I narrowed my eyes and took a big swig of my Fresca. “You’re disgusting.”

 

“My vote’s for Will, personally,” Vlad said as I gathered my purse.

 

“No.” Nina hopped off the counter, following me into the living room. “Alex. The whole doomed love is so romantic.”

 

Vlad snarled. “I don’t like that guy. I’m so over his holier-than-thou shit.”

 

I grabbed my keys. “You have no soul, Vlad.

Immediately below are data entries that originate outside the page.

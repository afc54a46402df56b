// SPDX-FileCopyrightText: 2026 Crewlink Contributors
// SPDX-License-Identifier: MIT OR Apache-2.0

//! Integration tests for config parsing, defaults, and validation.

use crewlink_config::{load_and_validate_str, load_config_from_str};

#[test]
fn full_config_parses() {
    let toml = r#"
        [service]
        name = "crewlink-staging"
        log_level = "debug"

        [gateway]
        host = "0.0.0.0"
        port = 9090

        [storage]
        database_path = "/tmp/crewlink-test.db"
        wal_mode = false

        [concierge]
        api_key = "sk-test-key"
        model = "claude-sonnet-4-20250514"
        max_tokens = 512
        system_prompt = "You are the {topic} crew concierge."
        request_timeout_secs = 10
    "#;

    let config = load_and_validate_str(toml).unwrap();
    assert_eq!(config.service.name, "crewlink-staging");
    assert_eq!(config.service.log_level, "debug");
    assert_eq!(config.gateway.host, "0.0.0.0");
    assert_eq!(config.gateway.port, 9090);
    assert_eq!(config.storage.database_path, "/tmp/crewlink-test.db");
    assert!(!config.storage.wal_mode);
    assert_eq!(config.concierge.api_key.as_deref(), Some("sk-test-key"));
    assert_eq!(config.concierge.max_tokens, 512);
    assert_eq!(config.concierge.request_timeout_secs, 10);
}

#[test]
fn partial_config_fills_defaults() {
    let config = load_and_validate_str("[gateway]\nport = 3000\n").unwrap();
    assert_eq!(config.gateway.port, 3000);
    // Everything else defaulted.
    assert_eq!(config.gateway.host, "127.0.0.1");
    assert_eq!(config.service.name, "crewlink");
    assert!(config.concierge.api_key.is_none());
}

#[test]
fn unknown_section_key_is_rejected() {
    let result = load_config_from_str("[gateway]\nprot = 3000\n");
    assert!(result.is_err(), "typo'd key should be rejected");
}

#[test]
fn unknown_top_level_section_is_rejected() {
    let result = load_config_from_str("[gatway]\nport = 3000\n");
    assert!(result.is_err(), "typo'd section should be rejected");
}

#[test]
fn wrong_type_is_rejected() {
    let result = load_config_from_str("[gateway]\nport = \"not-a-port\"\n");
    assert!(result.is_err());
}

#[test]
fn invalid_log_level_fails_validation() {
    let errors = load_and_validate_str("[service]\nlog_level = \"shout\"\n").unwrap_err();
    assert!(errors.iter().any(|e| e.field == "service.log_level"));
}

#[test]
fn zero_timeout_fails_validation() {
    let errors =
        load_and_validate_str("[concierge]\nrequest_timeout_secs = 0\n").unwrap_err();
    assert_eq!(errors.len(), 1);
    assert_eq!(errors[0].field, "concierge.request_timeout_secs");
}
// SPDX-FileCopyrightText: 2026 Crewlink Contributors
// SPDX-License-Identifier: MIT OR Apache-2.0

//! User CRUD operations.
//!
//! Identity issuance lives outside the chat core; these rows only record the
//! ids the gateway has seen so direct-message resolution can check existence.

use crewlink_core::CrewlinkError;
use rusqlite::params;

use crate::database::{Database, map_tr_err};
use crate::models::User;

/// Insert a user, or refresh the display name of an existing row.
pub async fn upsert_user(db: &Database, user: &User) -> Result<(), CrewlinkError> {
    let user = user.clone();
    db.connection()
        .call(move |conn| -> Result<(), rusqlite::Error> {
            conn.execute(
                "INSERT INTO users (id, display_name, created_at)
                 VALUES (?1, ?2, ?3)
                 ON CONFLICT (id) DO UPDATE SET
                     display_name = COALESCE(excluded.display_name, users.display_name)",
                params![user.id, user.display_name, user.created_at],
            )?;
            Ok(())
        })
        .await
        .map_err(map_tr_err)
}

/// Get a user by id.
pub async fn get_user(db: &Database, id: &str) -> Result<Option<User>, CrewlinkError> {
    let id = id.to_string();
    db.connection()
        .call(move |conn| -> Result<Option<User>, rusqlite::Error> {
            let result = conn.query_row(
                "SELECT id, display_name, created_at FROM users WHERE id = ?1",
                params![id],
                |row| {
                    Ok(User {
                        id: row.get(0)?,
                        display_name: row.get(1)?,
                        created_at: row.get(2)?,
                    })
                },
            );
            match result {
                Ok(user) => Ok(Some(user)),
                Err(rusqlite::Error::QueryReturnedNoRows) => Ok(None),
                Err(e) => Err(e),
            }
        })
        .await
        .map_err(map_tr_err)
}
// SPDX-FileCopyrightText: 2026 Crewlink Contributors
// SPDX-License-Identifier: MIT OR Apache-2.0

//! Typed query modules, one per entity.

pub mod messages;
pub mod rooms;
pub mod users;
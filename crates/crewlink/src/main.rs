// SPDX-FileCopyrightText: 2026 Crewlink Contributors
// SPDX-License-Identifier: MIT OR Apache-2.0

//! Crewlink - real-time chat core for airline crew.
//!
//! This is the binary entry point for the Crewlink chat service.

mod serve;

use clap::{Parser, Subcommand};

/// Crewlink - real-time chat core for airline crew.
#[derive(Parser, Debug)]
#[command(name = "crewlink", version, about, long_about = None)]
struct Cli {
    #[command(subcommand)]
    command: Option<Commands>,
}

/// Available subcommands.
#[derive(Subcommand, Debug)]
enum Commands {
    /// Start the Crewlink chat server.
    Serve,
    /// Print the resolved configuration.
    Config,
}

#[tokio::main]
async fn main() {
    let cli = Cli::parse();

    let config = match crewlink_config::load_and_validate() {
        Ok(config) => config,
        Err(errors) => {
            crewlink_config::render_errors(&errors);
            std::process::exit(1);
        }
    };

    match cli.command {
        Some(Commands::Serve) => {
            serve::init_tracing(&config.service.log_level);
            if let Err(e) = serve::run_serve(config).await {
                eprintln!("crewlink: {e}");
                std::process::exit(1);
            }
        }
        Some(Commands::Config) => {
            println!("service.name        = {}", config.service.name);
            println!("service.log_level   = {}", config.service.log_level);
            println!("gateway.host        = {}", config.gateway.host);
            println!("gateway.port        = {}", config.gateway.port);
            println!("storage.database    = {}", config.storage.database_path);
            println!("storage.wal_mode    = {}", config.storage.wal_mode);
            println!(
                "concierge.api_key   = {}",
                if config.concierge.api_key.is_some() {
                    "[configured]"
                } else {
                    "[not set]"
                }
            );
            println!("concierge.model     = {}", config.concierge.model);
        }
        None => {
            println!("crewlink: use --help for available commands");
        }
    }
}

Everyone is holier than you.”

 

He resettled himself on the couch. “Not everyone has to act like it.”

 

I was still grumbling from Vlad and Nina’s lackluster response to our break in the case—but then again, for a couple of undead vampires, the actually dead really did little to pique their interest—when I crossed two lanes of screeching traffic and bolted into the Philz Coffee parking lot.

 

“Coffee,” I mumbled to absolutely no one.

 

I yawned and blinked, my eyes stinging and dry from lack of sleep. “Code Thirty-three,” I said to the perky, well-rested barista. “A big one.”

 

She studied me intently for an uncomfortable beat before reaching out to touch my hand. “You look just like him,” she said, her voice low and breathy.

 

“Excuse me?” I asked, heat pricking out along my hairline.

 

She snapped her hand back from mine, but her grin never faltered. “I said that will be $3.71, please.”

 

I felt my mouth drop open and I worked to push the words past my teeth. “No—no. You said—you said that I looked just like him.”

 

The barista cocked her head, the sweet smile still plastered across her glossy lips. “I’m sorry, you must have misheard me. Three seventy-one, please.”

 

I handed over the cash without taking my eyes off her. She gave me my change and I stepped aside, far enough to get out of line, but close enough to hear her should she murmur something else.

 

She was all business with the next customer.

 

I must have imagined it or misread her. I really need to get some sleep.

 

I slurped the last of my Code 33 as I pulled into the UDA parking lot, the octane hitting my bloodstream in one hot, energetic explosion. Thirty-six floors later, the big silver elevator doors slid open on the familiar chaos of the Underworld Detection Agency. Kale was at the reception desk with a cheek full of Hubba Bubba as she cocked her head and listened to a voice screaming on the other end of the phone line. The velvet ropes were bulging with clients already annoyed—a couple of zombies with brand-new papers, a windigo who shot a cool breeze at the oblivious vampire behind him.

 

I hadn’t even broached the UDA STAFF ONLY door when Sampson caught my eye and made a beeline for me.

 

“Sophie, great. You picked a perfect day to come back.” He waved toward the crowd. “First of the month. Everyone wants everything renewed or reneged.”

 

I stepped back. “Oh, I’m—I’m not here to work. I have to get back to the high school.”

 

Sampson frowned. “But yesterday you asked me to pull you and Will out.”

 

“Sorry, that was a mistake,” I said, shaking my head. “That was before—we found bodies and symbols and—I think we might actually be on to something.”

 

“So you have a lead about Alyssa?”

 

“Not exactly.”

 

Sampson’s shoulders slumped, the motion barely visible under his steel-gray suit.

 

“But I expect this thing to unravel really soon. Really soon. I just came down here to see Lorraine.”